Is it considered correct?
From a strict English language point-of-view, probably not. However, as it is more than likely done deliberately to achieve a specific effect in the reader's mind, author(s) of such constructs are probably not that bothered.
At heart, it's probably a comma splice error over phrases using Situational Ellipsis
Situational Ellipsis (Subject pronouns)
When we do not need to mention someone or something because it is obvious from the immediate situation, we use situational ellipsis.
We can also omit a third person pronoun (he, she, it, they) at the beginning of a clause in informal conversation when it is obvious who or what we are referring to.
Jessica felt the back of the note, rubbed the surface for coded dots.
with the subject pronoun restored would become:
Jessica felt the back of the note, she rubbed the surface for coded dots.
and fixing the comma-splice you might get:
Jessica felt the back of the note and she rubbed the surface for coded dots.
See also "Bill J" quoted in this answer about omitting a repeated subject.
Does this type of structure have a name?
If it does have a name (when done intentionally for specific effect) I don't know it, although I have seen similar constructs in several works of fiction when the author is trying to impart a sense of urgency or immediacy to the actions described.

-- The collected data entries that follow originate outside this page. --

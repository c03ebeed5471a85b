//! Canonicalization pool for frequently repeated strings.
//!
//! Keywords, section names, hook names, modifiers and LSP field names are
//! compared and hashed constantly by the resolvers and the language server.
//! Interning them hands back one shared `&'static str` per distinct string and
//! pool, so equality can be a pointer comparison.
//!
//! # Lifetime
//!
//! The pools are process-wide and seeded from the closed vocabulary on first
//! use. Strings are leaked on first sight and never evicted. This is bounded
//! growth, not a leak: the vocabulary is closed and small. Each pool carries a
//! soft limit that logs a warning once if a caller starts feeding it unbounded
//! input (for example, raw document text).

use std::fmt;
use std::hash::{Hash, Hasher};
use std::sync::atomic::{AtomicBool, Ordering};
use std::sync::OnceLock;

use parking_lot::RwLock;
use rustc_hash::FxHashSet;

use crate::{vocab, Section};

/// Entries per pool above which a one-time warning is logged.
const POOL_SOFT_LIMIT: usize = 4096;

/// Named sub-pool. Equal text interned in different pools is not shared.
#[derive(Copy, Clone, Eq, PartialEq, Hash, Debug, Default)]
pub enum PoolKind {
    Keyword,
    Section,
    Hook,
    Modifier,
    LspField,
    #[default]
    General,
}

impl PoolKind {
    const COUNT: usize = 6;

    #[inline]
    const fn index(self) -> usize {
        match self {
            PoolKind::Keyword => 0,
            PoolKind::Section => 1,
            PoolKind::Hook => 2,
            PoolKind::Modifier => 3,
            PoolKind::LspField => 4,
            PoolKind::General => 5,
        }
    }
}

struct CanonPools {
    pools: [RwLock<FxHashSet<&'static str>>; PoolKind::COUNT],
    warned: [AtomicBool; PoolKind::COUNT],
}

impl CanonPools {
    fn seeded() -> Self {
        let mut sets: [FxHashSet<&'static str>; PoolKind::COUNT] =
            std::array::from_fn(|_| FxHashSet::default());

        sets[PoolKind::Keyword.index()].extend(vocab::KEYWORDS.iter().copied());
        sets[PoolKind::Modifier.index()].extend(vocab::MODIFIERS.iter().copied());
        sets[PoolKind::LspField.index()].extend(vocab::LSP_FIELDS.iter().copied());
        for section in Section::ALL {
            sets[PoolKind::Section.index()].insert(section.name());
            if let Some(hook) = section.hook_name() {
                sets[PoolKind::Hook.index()].insert(hook);
            }
        }

        CanonPools {
            pools: sets.map(RwLock::new),
            warned: std::array::from_fn(|_| AtomicBool::new(false)),
        }
    }

    fn intern(&self, raw: &str, kind: PoolKind) -> &'static str {
        let pool = &self.pools[kind.index()];

        // Fast path: already interned
        if let Some(&existing) = pool.read().get(raw) {
            return existing;
        }

        let mut guard = pool.write();

        // Double-check after acquiring write lock
        if let Some(&existing) = guard.get(raw) {
            return existing;
        }

        let leaked: &'static str = Box::leak(raw.to_owned().into_boxed_str());
        guard.insert(leaked);

        if guard.len() > POOL_SOFT_LIMIT && !self.warned[kind.index()].swap(true, Ordering::Relaxed)
        {
            tracing::warn!(
                pool = ?kind,
                entries = guard.len(),
                "canonicalization pool exceeded its soft limit; is unbounded input being interned?"
            );
        }
        leaked
    }

    fn len(&self, kind: PoolKind) -> usize {
        self.pools[kind.index()].read().len()
    }
}

static POOLS: OnceLock<CanonPools> = OnceLock::new();

fn pools() -> &'static CanonPools {
    POOLS.get_or_init(CanonPools::seeded)
}

/// Intern `raw` in `pool`, returning the shared instance.
///
/// Two calls with equal text and the same pool return pointer-identical
/// slices. Never fails.
#[inline]
pub fn intern(raw: &str, pool: PoolKind) -> &'static str {
    pools().intern(raw, pool)
}

/// Number of distinct strings currently held by `pool`.
pub fn pool_len(pool: PoolKind) -> usize {
    pools().len(pool)
}

/// A canonical string: equality and hashing use the pointer, not the text.
///
/// Only compare `Canon` values interned in the same pool; the same text in
/// two pools yields two distinct handles.
#[derive(Copy, Clone)]
pub struct Canon(&'static str);

impl Canon {
    /// Intern `raw` in `pool` and wrap the shared instance.
    #[inline]
    pub fn new(raw: &str, pool: PoolKind) -> Self {
        Canon(intern(raw, pool))
    }

    #[inline]
    pub const fn as_str(self) -> &'static str {
        self.0
    }
}

impl PartialEq for Canon {
    #[inline]
    fn eq(&self, other: &Self) -> bool {
        std::ptr::eq(self.0, other.0)
    }
}

impl Eq for Canon {}

impl Hash for Canon {
    #[inline]
    fn hash<H: Hasher>(&self, state: &mut H) {
        std::ptr::hash(self.0, state);
    }
}

impl std::ops::Deref for Canon {
    type Target = str;

    fn deref(&self) -> &str {
        self.0
    }
}

impl fmt::Debug for Canon {
    fn fmt(&self, f: &mut fmt::Formatter<'_>) -> fmt::Result {
        write!(f, "Canon({:?})", self.0)
    }
}

impl fmt::Display for Canon {
    fn fmt(&self, f: &mut fmt::Formatter<'_>) -> fmt::Result {
        f.write_str(self.0)
    }
}

#[cfg(test)]
mod tests;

To my mind, the "abbreviated" sentence form gives a sense of urgency -- almost as though the author hasn't time to describe the action "in full" without getting left behind. For example, taking the (hypothetical) three-clause phrase from dmzza's answer:
Jessica felt the back of the note, rubbed the surface for coded dots, deciphered what they meant.
This version (to me) imparts much more urgency of action than a more wordy, possibly more correct, version would do:
Jessica felt the back of the note. She rubbed the surface to check for coded dots and on finding some she deciphered what they meant.